Federal Aviation Administration (FAA). The Committee essentially met the Administration's request to reduce FAA R&D spending by nearly 12 percent below FY 2014 levels, adding an additional $1 million above the request for R&D per AAAS estimates.

However, the Committee granted an additional $17 million above the base budget for the FAA's flagship technology program, the Next Generation Air Transportation System, or NextGen. The initiative seeks a long-term overhaul of the nation's air traffic system, incorporating satellite navigation and improved application of information and communications technology. The Administration had requested $835.6 million for NextGen in the base budget, plus an additional $186 million in the Opportunity, Growth, and Security Initiative (OGSI); in past years, the total request would often reach or surpass $1 billion, though Congress hasn't been willing to grant it. Even with the additional funding provided by the Committee, the NextGen budget would decline by $49 million or 5.4 percent below FY 2014 levels. The additional funding was provided for a variety of areas covering operations, communications, infrastructure, and alternative fuels. The Committee also matched the request for other FAA R&D programs focusing on safety, environmental issues, and airports.

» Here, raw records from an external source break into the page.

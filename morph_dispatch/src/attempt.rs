//! Per-call evaluation state shared by cached and uncached dispatch.
//!
//! One [`Attempt`] lives for a single `execute` call (or one retry after a
//! rewrite). It memoizes the cast arguments of each specialization and every
//! bind value, so a bind is computed at most once no matter how many guards,
//! caches or candidate specializations read it.

use crate::assumption::AssumptionSet;
use crate::cache::{CacheSlotStore, CachedValues};
use crate::guard::{BindFrame, Scope};
use crate::table::{ArgVec, SpecializationTable};
use morph_core::{DispatchError, DispatchResult, Frame, Value};
use smallvec::SmallVec;
use std::cell::OnceCell;

pub(crate) struct Attempt<'a> {
    pub(crate) table: &'a SpecializationTable,
    pub(crate) args: &'a [Value],
    pub(crate) frame: Option<&'a Frame>,
    casted: SmallVec<[OnceCell<Option<ArgVec>>; 8]>,
    binds: BindFrame,
}

impl<'a> Attempt<'a> {
    pub(crate) fn new(
        table: &'a SpecializationTable,
        args: &'a [Value],
        frame: Option<&'a Frame>,
    ) -> Self {
        Self {
            table,
            args,
            frame,
            casted: (0..table.len()).map(|_| OnceCell::new()).collect(),
            binds: BindFrame::new(table.bind_count()),
        }
    }

    /// An attempt without arguments, used for ahead-of-time preparation.
    ///
    /// Every specialization sees an empty argument list; reads fall back
    /// to `Null`.
    pub(crate) fn detached(table: &'a SpecializationTable) -> Self {
        Self {
            table,
            args: &[],
            frame: None,
            casted: (0..table.len())
                .map(|_| OnceCell::from(Some(ArgVec::new())))
                .collect(),
            binds: BindFrame::new(table.bind_count()),
        }
    }

    /// Arguments cast for specialization `index`, or `None` if a cast fails.
    pub(crate) fn args_for(&self, index: usize) -> Option<&[Value]> {
        self.casted
            .get(index)?
            .get_or_init(|| self.table.cast_args(index, self.args))
            .as_deref()
    }

    pub(crate) fn scope(&self, index: usize) -> Option<Scope<'_>> {
        let args = self.args_for(index)?;
        let entry = self.table.entry(index);
        Some(Scope::new(
            args,
            self.frame,
            &self.binds,
            entry.bind_base,
            &entry.spec.binds,
        ))
    }

    #[cfg(test)]
    pub(crate) fn binds_evaluated(&self) -> usize {
        self.binds.evaluated()
    }

    // =========================================================================
    // Guards
    // =========================================================================

    /// Casts succeed and every guard not reading cached values passes.
    pub(crate) fn accepts_pre(&self, index: usize) -> bool {
        let Some(scope) = self.scope(index) else {
            return false;
        };
        let entry = self.table.entry(index);
        entry
            .pre_guards
            .iter()
            .all(|&g| entry.spec.guards[g].test(&scope))
    }

    /// Every guard that must be re-checked on a fast-path hit passes.
    pub(crate) fn dynamic_guards_pass(&self, index: usize, cached: &[Value]) -> bool {
        let Some(scope) = self.scope(index) else {
            return false;
        };
        let scope = scope.with_cached(cached);
        let entry = self.table.entry(index);
        entry
            .dynamic_guards
            .iter()
            .all(|&g| entry.spec.guards[g].test(&scope))
    }

    /// Assumption expressions not reading cached values currently hold.
    pub(crate) fn static_assumptions_hold(&self, index: usize) -> bool {
        let Some(scope) = self.scope(index) else {
            return false;
        };
        let entry = self.table.entry(index);
        entry
            .static_assumptions
            .iter()
            .all(|&k| entry.spec.assumptions[k].evaluate(&scope).is_valid())
    }

    /// The fallback applies when no other non-excluded specialization
    /// would accept these arguments.
    pub(crate) fn fallback_applies<F>(&self, excluded: F) -> bool
    where
        F: Fn(usize) -> bool,
    {
        self.table
            .order()
            .iter()
            .copied()
            .filter(|&i| !self.table.entry(i).spec.fallback)
            .all(|i| excluded(i) || !(self.accepts_pre(i) && self.static_assumptions_hold(i)))
    }

    // =========================================================================
    // Cache Initialization
    // =========================================================================

    /// Initialize the cached values and assumptions of specialization `index`.
    ///
    /// Cache parameters run in declaration order, each seeing the ones
    /// before it. A value of a shared group is taken from `shared` when
    /// already published there. Returns `None` when a cached guard fails or
    /// an assumption is already invalid.
    pub(crate) fn initialize(
        &self,
        index: usize,
        shared: Option<&CacheSlotStore>,
        check_guards: bool,
    ) -> DispatchResult<Option<(CachedValues, AssumptionSet)>> {
        let Some(scope) = self.scope(index) else {
            return Ok(None);
        };
        let entry = self.table.entry(index);

        let mut cached = CachedValues::new();
        for (p, param) in entry.spec.cache.iter().enumerate() {
            let slot = entry.shared_slots.get(p).copied().flatten();
            let published = match (slot, shared) {
                (Some(slot), Some(store)) => store.shared_value(slot),
                _ => None,
            };
            let value = match published {
                Some(value) => value,
                None => {
                    let value = param
                        .initialize(&scope.with_cached(&cached))
                        .map_err(DispatchError::from)?;
                    if param.never_default && value.is_default() {
                        return Err(DispatchError::NeverDefault {
                            specialization: entry.spec.name.clone(),
                            cache: param.name.clone(),
                        });
                    }
                    if let (Some(slot), Some(store)) = (slot, shared) {
                        store.publish_shared(slot, value.clone());
                    }
                    value
                }
            };
            cached.push(value);
        }

        let full = scope.with_cached(&cached);
        if check_guards
            && !entry
                .cached_guards
                .iter()
                .all(|&g| entry.spec.guards[g].test(&full))
        {
            return Ok(None);
        }

        let mut assumptions = AssumptionSet::new();
        for expr in &entry.spec.assumptions {
            assumptions.extend(expr.evaluate(&full));
        }
        if !assumptions.is_valid() {
            return Ok(None);
        }
        Ok(Some((cached, assumptions)))
    }
}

Federal Railroad Administration (FRA). For FY 2015, the Administration had requested a slight decline in funding for the FRA's base R&D program, but also requested major funding for high-performance rail, effectively tripling the size of the FRA budget. That high-performance rail package included $25 million for R&D, boosting the total FRA R&D request to 62.2 percent above FY 2014 levels. The Committee matched the request for the base R&D program, but declined to provide any funding for high-performance rail.

Among the rail-specific amendments, Rep. Nita Lowey (D-NY) offered and withdrew an amendment to restore $825 million for a program to accelerate the implementation of "positive train control" (PTC) on the nation's commuter railroads. PTC refers to the use of communication and control technology to enhance safety and avoid rail accidents. The Rail Safety Improvement Act of 2008 requires full implementation of PTC across the nation's passenger rail system by the end of 2015, but neither the FRA nor industry believes this deadline will be met (see this report [PDF] from the FRA or this backgrounder [PDF] from the Association of American Railroads for more). The Administration had proposed the $825 million program as part of the high-performance rail package the Committee declined to fund. The Committee did request a status update on PTC implementation from the FRA, however.

Research and Innovative Technology Administration (RITA). Recently elevated to the Office of the Secretary of Transportation, RITA coordinates DOT R&D programs, among other functions. The Committee ended up reducing RITA funding by $2 million or 14.5 percent below FY 2014 levels, compared to the very small cut the Administration had sought.

The THUD bill now awaits consideration by the full House.